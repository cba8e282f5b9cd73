use url::Url;

use crate::error::RouteError;
use crate::route::ProxyRoute;
use crate::table::RouteTable;

/// Backend origin the dev server proxies to when none is configured.
pub const DEFAULT_DEV_ORIGIN: &str = "http://localhost:3334";

/// Prefixes forwarded to the backend over plain HTTP.
const HTTP_PREFIXES: [&str; 8] = [
    "/user",
    "/game",
    "/map",
    "/state",
    "/Indiana-Jones-PNG-HD-Image.png",
    "/heart.png",
    "/snake.png",
    "/character.png",
];

/// Prefixes forwarded to the backend as websocket upgrades.
const WS_PREFIXES: [&str; 1] = ["/chat"];

impl RouteTable {
    /// The stock dev-server table pointed at `origin`.
    ///
    /// HTTP routes and websocket routes share the origin's host and port.
    /// The scheme follows the origin's security: `http`/`ws` for a plain
    /// origin, `https`/`wss` for a secure one, whichever of the pair was given.
    pub fn dev_defaults(origin: &str) -> Result<Self, RouteError> {
        let base = ProxyRoute::new(HTTP_PREFIXES[0], origin)?.target().clone();
        let secure = matches!(base.scheme(), "https" | "wss");
        let http = with_scheme(&base, if secure { "https" } else { "http" }, HTTP_PREFIXES[0])?;
        let ws = with_scheme(&base, if secure { "wss" } else { "ws" }, WS_PREFIXES[0])?;

        let mut routes = Vec::with_capacity(HTTP_PREFIXES.len() + WS_PREFIXES.len());
        for p in HTTP_PREFIXES {
            routes.push(ProxyRoute::from_url(p.to_string(), http.clone())?);
        }
        for p in WS_PREFIXES {
            routes.push(ProxyRoute::from_url(p.to_string(), ws.clone())?);
        }
        RouteTable::new(routes)
    }
}

fn with_scheme(origin: &Url, scheme: &str, prefix: &str) -> Result<Url, RouteError> {
    let mut url = origin.clone();
    url.set_scheme(scheme)
        .map_err(|()| RouteError::UnsupportedScheme {
            prefix: prefix.to_string(),
            scheme: scheme.to_string(),
        })?;
    Ok(url)
}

§ Work required: Search the records above for the string "server". Report each line that has it.

§ Task solution:
/// Backend origin the dev server proxies to when none is configured.
    /// The stock dev-server table pointed at `origin`.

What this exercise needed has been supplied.